В свои тридцать семь лет он казался себе стариком, словно действительно прожил гораздо больше. Может быть, это происходило потому, что ему многое довелось испытать на своем пути.

Константин родился в семье военного, и отец с детства был для него примером во всем. Константин его просто боготворил. Но потом отца не стало – он погиб, выполняя свой интернациональный долг, как было сказано в письменном извещении.

Это было сильным потрясением для Константина, но и укрепило его желание стать военным. Так оно и случилось. Константин с удовольствием носил военную форму и познавал все тонкости армейской службы. А потом был Афганистан, где Темин насмотрелся такого, чего не прочтешь ни в одной книге. Было столько дерьма, столько крови и боли, что порой казалось, что просто не выдержишь.

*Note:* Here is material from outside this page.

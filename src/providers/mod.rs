pub mod espn;
pub mod fallback;
pub mod nba_stats;
pub mod odds_api;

Однако он выдержал. Выдержал и еще больше закалился. На его глазах гибли те, с кем он жил бок о бок, смещались понятия о нравственных ценностях – словом, в душе Темина все перевернулось с ног на голову. Но он всегда считал, что рано или поздно все это кончится и наступит нормальная жизнь. На деле получилось иначе.

Вернувшись на родину, Темин не смог, что называется, найти себя. Помаявшись и помыкавшись, он понял, что оказался совершенно никому не нужным. И тут судьба свела его с Корнеевым. Тот посулил хорошие деньги, и Темин стал работать на него.

Тем не менее он понимал, что той «нормальной» жизни, о которой мечтал в Афганистане, он так и не обрел. Единственное, что хоть как-то ее скрашивало, была Мария. Она была единственным во всем мире человеком, чем-то дорогим ему. Но все-таки в глубине души он чувствовал, что вряд ли обретет счастье с ней и вряд ли обретет его вообще когда-нибудь.

«Приходится же общаться с этой мразью! – с ненавистью подумал он о Грифе и Тарасыче. – Попались бы вы мне в Афгане, там бы я с вами не церемонился!»

Мысль о том, что эта, как он выражался про себя, «шваль» будет его учить, приводила его в бешенство.

Тем временем Гриф и Тарасыч небрежной походкой профланировали по коридору редакции и остановились у последней двери.

– Стой здесь, – ухмыляясь, сказал Гриф. – Чтобы нам не мешали. Я быстро.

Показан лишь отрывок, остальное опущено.